Work by Joe Yeeles’ group in the LMB’s PNAC Division has for the first time revealed the earliest responses when the eukaryotic DNA replication machinery, the replisome, collides with DNA damage.
Every time a cell divides, its DNA must be replicated so that each daughter cell inherits a complete copy of the genome. Since DNA carries the instructions needed for cells to function, DNA replication must be extremely accurate to prevent the inheritance of mutations which can lead to defects in cellular function.

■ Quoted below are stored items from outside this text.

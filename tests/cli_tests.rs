#![cfg(not(feature = "mysql"))]

use std::fs;
use std::path::Path;

use assert_cmd::Command;
use predicates::prelude::*;
use tempfile::TempDir;

/// A config pointing at a SQLite file inside `dir`.
fn write_config(dir: &Path) -> std::path::PathBuf {
    let path = dir.join("argdb.toml");
    let contents = format!(
        "[database]\nurl = \"sqlite://{}\"\n\n[cache]\ndir = \"{}\"\n",
        dir.join("argdb.db").display(),
        dir.join("cache").display(),
    );
    fs::write(&path, contents).expect("write temp config");
    path
}

fn argdb(config: &Path) -> Command {
    let mut cmd = Command::cargo_bin("argdb").expect("argdb binary");
    cmd.env_remove("DATABASE_URL")
        .env_remove("RUST_LOG")
        .arg("--config")
        .arg(config);
    cmd
}

fn migrated() -> (TempDir, std::path::PathBuf) {
    let dir = tempfile::tempdir().unwrap();
    let config = write_config(dir.path());
    argdb(&config).args(["migrate", "run"]).assert().success();
    (dir, config)
}

#[test]
fn cli_returns_nonzero_on_config_error() {
    let dir = tempfile::tempdir().unwrap();
    let config = dir.path().join("argdb.toml");
    fs::write(&config, "[logging]\nformat = \"xml\"\n").unwrap();

    argdb(&config)
        .arg("check")
        .assert()
        .failure()
        .stderr(predicate::str::contains("logging.format"));
}

#[test]
fn check_without_credentials_fails() {
    let dir = tempfile::tempdir().unwrap();
    let config = dir.path().join("absent.toml");

    argdb(&config)
        .env_remove("ARGDB_DB_USER")
        .arg("check")
        .assert()
        .failure()
        .stderr(predicate::str::contains("database.user"));
}

#[test]
fn migrate_then_check() {
    let (_dir, config) = migrated();
    argdb(&config)
        .args(["--json", "check"])
        .assert()
        .success()
        .stdout(predicate::str::contains("\"connected\":true"));
}

#[test]
fn migrate_status_reports_up_to_date() {
    let (_dir, config) = migrated();
    argdb(&config)
        .args(["--json", "migrate", "status"])
        .assert()
        .success()
        .stdout(predicate::str::contains("\"pending\":[]"));
}

#[test]
fn import_then_stats() {
    let (dir, config) = migrated();
    let csv = dir.path().join("claims.csv");
    fs::write(
        &csv,
        "topicId,topicText,claims.stance,claims.claimCorrectedText\n\
         1,Ban boxing,PRO,Boxing harms the brain\n\
         1,Ban boxing,CON,Adults choose their risks\n",
    )
    .unwrap();

    argdb(&config)
        .args(["import", "ibm"])
        .arg(&csv)
        .assert()
        .success()
        .stdout(predicate::str::contains("Import complete"));

    argdb(&config)
        .args(["--json", "stats"])
        .assert()
        .success()
        .stdout(predicate::str::contains("\"premises\":2"))
        .stdout(predicate::str::contains("\"relationships\":2"));
}

#[test]
fn claims_limit_and_json() {
    let (dir, config) = migrated();
    let json = dir.path().join("args.json");
    let arguments: Vec<String> = (0..10)
        .map(|i| {
            format!(
                r#"{{"conclusion": "topic {i}", "context": {{"discussionTitle": "topic {i}"}},
                    "premises": [{{"text": "reason {i}", "stance": "PRO"}}]}}"#
            )
        })
        .collect();
    let body = format!(r#"{{"arguments": [{}]}}"#, arguments.join(","));
    fs::write(&json, body).unwrap();

    argdb(&config)
        .args(["--quiet", "import", "args-me"])
        .arg(&json)
        .assert()
        .success();

    argdb(&config)
        .args(["--json", "claims", "training", "--limit", "3"])
        .assert()
        .success()
        .stdout(predicate::str::contains("\"total\":7"));

    argdb(&config)
        .args(["--json", "examples", "benchmark", "--no-cache"])
        .assert()
        .success()
        .stdout(predicate::str::contains("reason 9"));
}

#[test]
fn unknown_split_is_rejected() {
    let dir = tempfile::tempdir().unwrap();
    let config = write_config(dir.path());
    argdb(&config)
        .args(["claims", "validation"])
        .assert()
        .failure()
        .stderr(predicate::str::contains("invalid split"));
}

#[test]
fn cache_clear_removes_written_files() {
    let (dir, config) = migrated();
    argdb(&config)
        .args(["--json", "claims", "test"])
        .assert()
        .success();
    assert!(dir.path().join("cache").join("claims_cache.json").exists());

    argdb(&config)
        .args(["--json", "cache", "status"])
        .assert()
        .success()
        .stdout(predicate::str::contains("claims_cache.json"));

    argdb(&config)
        .args(["--json", "cache", "clear"])
        .assert()
        .success()
        .stdout(predicate::str::contains("\"removed\":1"));
    assert!(!dir.path().join("cache").join("claims_cache.json").exists());
}
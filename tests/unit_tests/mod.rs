mod assembly;
mod crs;
mod io;
mod space;
mod timer;
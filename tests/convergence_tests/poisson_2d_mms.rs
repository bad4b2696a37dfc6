//! Convergence tests with manufactured solutions.
use fem_miniapp::config::SolverConfig;
use fem_miniapp::error::{estimate_H1_seminorm_error, estimate_L2_error};
use fem_miniapp::mesh::procedural::create_unit_square_uniform_tri_mesh_2d;
use fem_miniapp::problem::{problem, PoissonDefinition};
use nalgebra::{Point2, Vector2};
use std::f64::consts::PI;
use std::sync::Arc;

const RESOLUTIONS: [usize; 4] = [4, 8, 16, 32];

fn solver() -> SolverConfig {
    SolverConfig {
        relative_tolerance: 1e-12,
        ..SolverConfig::default()
    }
}

/// Solves on every resolution and returns the L2 and H1 seminorm errors.
fn compute_errors<U, G>(definition: &PoissonDefinition, u: U, u_grad: G) -> eyre::Result<Vec<(f64, f64)>>
where
    U: Fn(&Point2<f64>) -> f64 + Sync,
    G: Fn(&Point2<f64>) -> Vector2<f64> + Sync,
{
    let mut errors = Vec::new();
    for &cells_per_dim in &RESOLUTIONS {
        let mesh = Arc::new(create_unit_square_uniform_tri_mesh_2d(cells_per_dim));
        let mut poisson = problem(mesh, definition, &solver())?;
        (poisson.solve)(&mut poisson.u)?;
        let l2 = estimate_L2_error(&poisson.u, &u)?;
        let h1 = estimate_H1_seminorm_error(&poisson.u, &u_grad)?;
        errors.push((l2, h1));
    }
    Ok(errors)
}

/// Checks that halving the mesh size reduces the L2 error by about 4 and the H1 seminorm
/// error by about 2.
fn assert_optimal_rates(errors: &[(f64, f64)]) {
    for pair in errors.windows(2) {
        let (l2_coarse, h1_coarse) = pair[0];
        let (l2_fine, h1_fine) = pair[1];
        let l2_rate = (l2_coarse / l2_fine).log2();
        let h1_rate = (h1_coarse / h1_fine).log2();
        assert!(l2_rate > 1.7, "L2 rate {} too low, errors: {:?}", l2_rate, errors);
        assert!(h1_rate > 0.85, "H1 rate {} too low, errors: {:?}", h1_rate, errors);
    }
}

#[test]
fn poisson_2d_mms_homogeneous_dirichlet() -> eyre::Result<()> {
    // u = sin(pi x) sin(pi y), constrained on the whole boundary
    let definition = PoissonDefinition::default()
        .with_source(|x| 2.0 * PI * PI * (PI * x.x).sin() * (PI * x.y).sin())
        .with_dirichlet_value(|_| 0.0)
        .with_dirichlet_boundary(|x| {
            let eps = 1e-12;
            x.x < eps || x.x > 1.0 - eps || x.y < eps || x.y > 1.0 - eps
        });
    let u = |x: &Point2<f64>| (PI * x.x).sin() * (PI * x.y).sin();
    let u_grad = |x: &Point2<f64>| {
        Vector2::new(
            PI * (PI * x.x).cos() * (PI * x.y).sin(),
            PI * (PI * x.x).sin() * (PI * x.y).cos(),
        )
    };

    let errors = compute_errors(&definition, u, u_grad)?;
    assert_optimal_rates(&errors);
    assert!(errors.last().unwrap().0 < 1e-2);
    Ok(())
}

#[test]
fn poisson_2d_mms_with_boundary_flux() -> eyre::Result<()> {
    // u = y^2 sin(pi x) vanishes on the left and right sides, and its outward normal derivative
    // is 2 y sin(pi x) on the top and bottom sides
    let definition = PoissonDefinition::default()
        .with_source(|x| (PI * PI * x.y * x.y - 2.0) * (PI * x.x).sin())
        .with_boundary_flux(|x| 2.0 * x.y * (PI * x.x).sin())
        .with_dirichlet_value(|_| 0.0);
    let u = |x: &Point2<f64>| x.y * x.y * (PI * x.x).sin();
    let u_grad = |x: &Point2<f64>| Vector2::new(PI * x.y * x.y * (PI * x.x).cos(), 2.0 * x.y * (PI * x.x).sin());

    let errors = compute_errors(&definition, u, u_grad)?;
    assert_optimal_rates(&errors);
    Ok(())
}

However, the DNA replication machinery frequently encounters obstacles that impede its progression, including DNA damage in the parental DNA strand being copied. Dealing with these obstacles is critical to ensure complete and accurate genome duplication, but the earliest events that occur after the replication machinery collides with damaged DNA were, until now, very poorly understood in eukaryotic organisms.
Martin Taylor, from Joe’s group, recreated DNA replication in a test tube, using purified yeast replication proteins and yeast DNA templates. He engineered DNA damage into the parental DNA strand and observed what happened when the replication protein machinery tried to replicate this DNA. Martin and Joe found that the response of the replisome absolutely depended on whether the damage was present in the continuously-replicated “leading strand” template or the discontinuously-replicated “lagging strand” template.
If the damage was replicated by the lagging strand, the replisome simply jumped past the damage without delay leaving a very short un-replicated gap behind. This is because during discontinuous lagging strand replication under normal (undamaged) conditions, the “primase” enzyme DNA polymerase alpha-primase repeatedly initiates synthesis of short fragments of DNA which get joined up later, and so the damage only inhibits one of these short fragments.
In contrast, if the damage was replicated by the leading strand, collisions with damage caused very severe delays in replisome progression and the accumulation of abnormal DNA structures. Martin and Joe found for the first time that the yeast replisome can re-establish a new leading strand beyond the damage without the assistance of accessory factors, via the activity of the primase on the leading strand. Surprisingly, this activity was extremely inefficient even after multiple sites of DNA damage in the same molecule – in complete contrast to the bacterial replisome, which was shown to perform such reactions efficiently in earlier studies led by Joe during his first postdoctoral position in Ken Marians group in the US. Martin and Joe then pinpointed down the source of this inefficiency to the initial establishment of the new leading strand by the primase. They also found that under certain conditions, which partly mimic the situation where cells are exposed to high doses of DNA damage during DNA replication, the restart reaction can become more efficient.
Taken together the results show that the action of the primase enzyme is very different on the leading and lagging strands, and this has significant implications for the control of damage bypass in different contexts. The development of the experimental system also provides a platform to ask how other proteins known to control the response of replisomes to DNA damage work in vivo. By adding such proteins into the system, scientists can investigate how the proteins associate with stalled replication forks to help bypass of damage, important for accurate DNA replication and avoidance of disease.
This work was funded by the MRC and Wellcome Trust.